虽是这样和女人说了。
但婧本人也不了解终究出了什么事,只得将女人先送回去,请她明日再来。
自己则在稍后前往村外密林,求助于“道”——这一天地规律的指引。
婧见到的“道”,是以一老妪的形象见人的,大概能猜出是那女人逝去的婆婆。
她将女人和她说的事和“道”说了。
那老妪沉吟了片刻,开了口:
“天有天道,家有家道;天道有‘道法’,家道也有‘家规’。
它家的家规已经乱了,只盼他们能够纠正家规,重回正轨。”
“若不纠正会怎样?”
婧问道。
“若不纠正,代代轮回,亦复如此。”
“那又该怎样纠正家规呢?”
“这就要问那做媳妇的了,是否做了该做的事。

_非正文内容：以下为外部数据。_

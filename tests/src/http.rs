//! Throughput and public address lookups against a minimal HTTP/1.1 server on
//! 127.0.0.1, through the real reqwest client.

use std::net::SocketAddr;
use std::sync::Arc;
use std::time::Duration;

use netlens_common::config::ThroughputConfig;
use netlens_common::error::ErrorKind;
use netlens_common::probe::event::{EventStatus, Observation, Stage};
use netlens_common::probe::request::{Direction, ProbeRequest};
use netlens_common::probe::result::{RunStatus, Summary};
use netlens_core::Engine;
use netlens_core::network::http::ReqwestClient;
use netlens_core::network::interface::public_ip;
use tokio::io::{AsyncReadExt, AsyncWriteExt};
use tokio::net::{TcpListener, TcpStream};

use crate::support::ScriptedTransport;

fn header_end(buf: &[u8]) -> Option<usize> {
    buf.windows(4).position(|w| w == b"\r\n\r\n").map(|p| p + 4)
}

fn content_length(head: &str) -> usize {
    head.lines()
        .filter_map(|line| line.split_once(':'))
        .find(|(key, _)| key.trim().eq_ignore_ascii_case("content-length"))
        .and_then(|(_, value)| value.trim().parse().ok())
        .unwrap_or(0)
}

fn route(path: &str) -> (u16, Vec<u8>) {
    if let Some(size) = path.strip_prefix("/bytes/") {
        (200, vec![0x5a; size.parse().unwrap_or(0)])
    } else {
        match path {
            "/get" | "/post" => (200, b"{}".to_vec()),
            "/ip" => (200, br#"{"origin": "203.0.113.7"}"#.to_vec()),
            _ => (404, Vec::new()),
        }
    }
}

async fn respond(mut stream: TcpStream) -> std::io::Result<()> {
    let mut buf = Vec::new();
    let mut chunk = [0u8; 16 * 1024];

    let end = loop {
        let n = stream.read(&mut chunk).await?;
        if n == 0 {
            return Ok(());
        }
        buf.extend_from_slice(&chunk[..n]);
        if let Some(end) = header_end(&buf) {
            break end;
        }
    };

    let head = String::from_utf8_lossy(&buf[..end]).to_string();
    let body_len = content_length(&head);
    while buf.len() < end + body_len {
        let n = stream.read(&mut chunk).await?;
        if n == 0 {
            break;
        }
        buf.extend_from_slice(&chunk[..n]);
    }

    let path = head.split_whitespace().nth(1).unwrap_or("/");
    let (status, body) = route(path);
    let reason = if status == 200 { "OK" } else { "Not Found" };
    let header = format!(
        "HTTP/1.1 {status} {reason}\r\nContent-Length: {}\r\nConnection: close\r\n\r\n",
        body.len()
    );
    stream.write_all(header.as_bytes()).await?;
    stream.write_all(&body).await?;
    stream.shutdown().await
}

async fn serve() -> SocketAddr {
    let listener = TcpListener::bind("127.0.0.1:0").await.unwrap();
    let addr = listener.local_addr().unwrap();
    tokio::spawn(async move {
        while let Ok((stream, _)) = listener.accept().await {
            tokio::spawn(respond(stream));
        }
    });
    addr
}

fn endpoints(addr: SocketAddr, download: &[&str]) -> ThroughputConfig {
    ThroughputConfig {
        latency_url: format!("http://{addr}/get"),
        download_urls: download.iter().map(|p| format!("http://{addr}{p}")).collect(),
        upload_url: format!("http://{addr}/post"),
        upload_bytes: 64 * 1024,
        latency_timeout_ms: 2000,
        transfer_timeout_ms: 5000,
    }
}

fn http_engine() -> Engine {
    Engine::with_workers(
        1,
        Arc::new(ScriptedTransport::default()),
        Arc::new(ReqwestClient::new().unwrap()),
    )
}

#[tokio::test]
async fn every_stage_runs_against_a_local_server() {
    let addr = serve().await;
    let config = endpoints(addr, &["/bytes/1024", "/bytes/2048", "/bytes/4096"]);
    let engine = http_engine();

    let run = engine
        .start(ProbeRequest::throughput(config.params(Direction::Both)))
        .unwrap();
    let result = engine.await_result(run).await.unwrap();

    assert_eq!(result.target, addr.to_string());
    assert_eq!(result.status, RunStatus::Completed, "{:?}", result.events);
    let downloaded = result.events.iter().find_map(|e| match e.observation {
        Observation::Throughput {
            stage: Stage::Download,
            bytes,
            ..
        } => Some(bytes),
        _ => None,
    });
    assert_eq!(downloaded, Some(7168));

    let Some(Summary::Throughput {
        latency,
        download_mbps,
        upload_mbps,
    }) = result.summary
    else {
        panic!("expected a throughput summary");
    };
    assert!(latency.is_some());
    assert!(download_mbps.is_some());
    assert!(upload_mbps.is_some());
    engine.shutdown().await;
}

#[tokio::test]
async fn missing_payloads_fail_the_download_stage_only() {
    let addr = serve().await;
    let config = endpoints(addr, &["/missing", "/gone"]);
    let engine = http_engine();

    let run = engine
        .start(ProbeRequest::throughput(config.params(Direction::Both)))
        .unwrap();
    let result = engine.await_result(run).await.unwrap();

    assert_eq!(result.status, RunStatus::PartiallyCompleted);
    let failed_sample = result
        .events
        .iter()
        .find(|e| matches!(e.observation, Observation::Sample { .. }) && !e.is_success())
        .expect("failed sample event");
    assert_eq!(failed_sample.status, EventStatus::Failure);
    assert_eq!(
        failed_sample.error.as_ref().map(|e| e.kind),
        Some(ErrorKind::Http)
    );

    let Some(Summary::Throughput {
        download_mbps,
        upload_mbps,
        ..
    }) = result.summary
    else {
        panic!("expected a throughput summary");
    };
    assert!(download_mbps.is_none());
    assert!(upload_mbps.is_some());
    engine.shutdown().await;
}

#[tokio::test]
async fn download_rate_covers_the_payloads_that_arrived() {
    let addr = serve().await;
    let config = endpoints(addr, &["/missing", "/bytes/1024", "/bytes/2048"]);
    let engine = http_engine();

    let run = engine
        .start(ProbeRequest::throughput(config.params(Direction::Download)))
        .unwrap();
    let result = engine.await_result(run).await.unwrap();

    assert_eq!(result.status, RunStatus::Completed);
    let samples = result
        .events
        .iter()
        .filter(|e| matches!(e.observation, Observation::Sample { .. }))
        .count();
    assert_eq!(samples, 3);

    let downloaded = result.events.iter().find_map(|e| match &e.observation {
        Observation::Throughput { bytes, .. } if e.is_success() => Some(*bytes),
        _ => None,
    });
    assert_eq!(downloaded, Some(1024 + 2048));
    engine.shutdown().await;
}

#[tokio::test]
async fn public_address_comes_from_the_first_answering_service() {
    let addr = serve().await;
    let dead = TcpListener::bind("127.0.0.1:0").await.unwrap();
    let dead_addr = dead.local_addr().unwrap();
    drop(dead);

    let services = vec![
        format!("http://{dead_addr}/ip"),
        format!("http://{addr}/missing"),
        format!("http://{addr}/ip"),
    ];
    let client = ReqwestClient::new().unwrap();

    let found = public_ip(&client, &services, Duration::from_secs(2))
        .await
        .expect("an answering service");

    assert_eq!(found.addr, "203.0.113.7".parse::<std::net::IpAddr>().unwrap());
    assert_eq!(found.service, services[2]);
}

”
婧听得了,在第二天告诉给了那家女人。
却不曾想那女人听后,委屈地哭诉起来:
“我还没做该做的事?
那老**生前的洗衣做饭,哪个不是我给她做的?
做得她不称心了,还要打要骂,我都是忍受过来了。
等这老**走了,剩下的财产也是给了儿子,我做媳妇的分文不取,怎么就还怨上我了?”
婧看到,女人身边还带着一个小姑娘,岁数比自己小不了多少。
女人坐在椅子上向她哭诉时,那小姑娘就一直在侧后方站着。
看这做派,应该是女人自己的儿媳妇。
这村子里人结婚早,像这个岁数就出嫁的姑娘,婧也是见得多了。
见女人哭哭啼啼地没完,她家媳妇柔声劝了两句:“妈,您也别难过了……知道您当时不容易……”
还不等说完,女人便把火洒在了媳妇身上:
“我和先生说话,有你什么事?”
一边说着,一边还要侧过脸和婧致歉:
“见怪了……这婆婆不恶,媳妇不顺。
我家那婆婆不也是这么一路训过来的?
比我狠多了,我也不是这般地孝顺她老人家,一路送到西嘛。”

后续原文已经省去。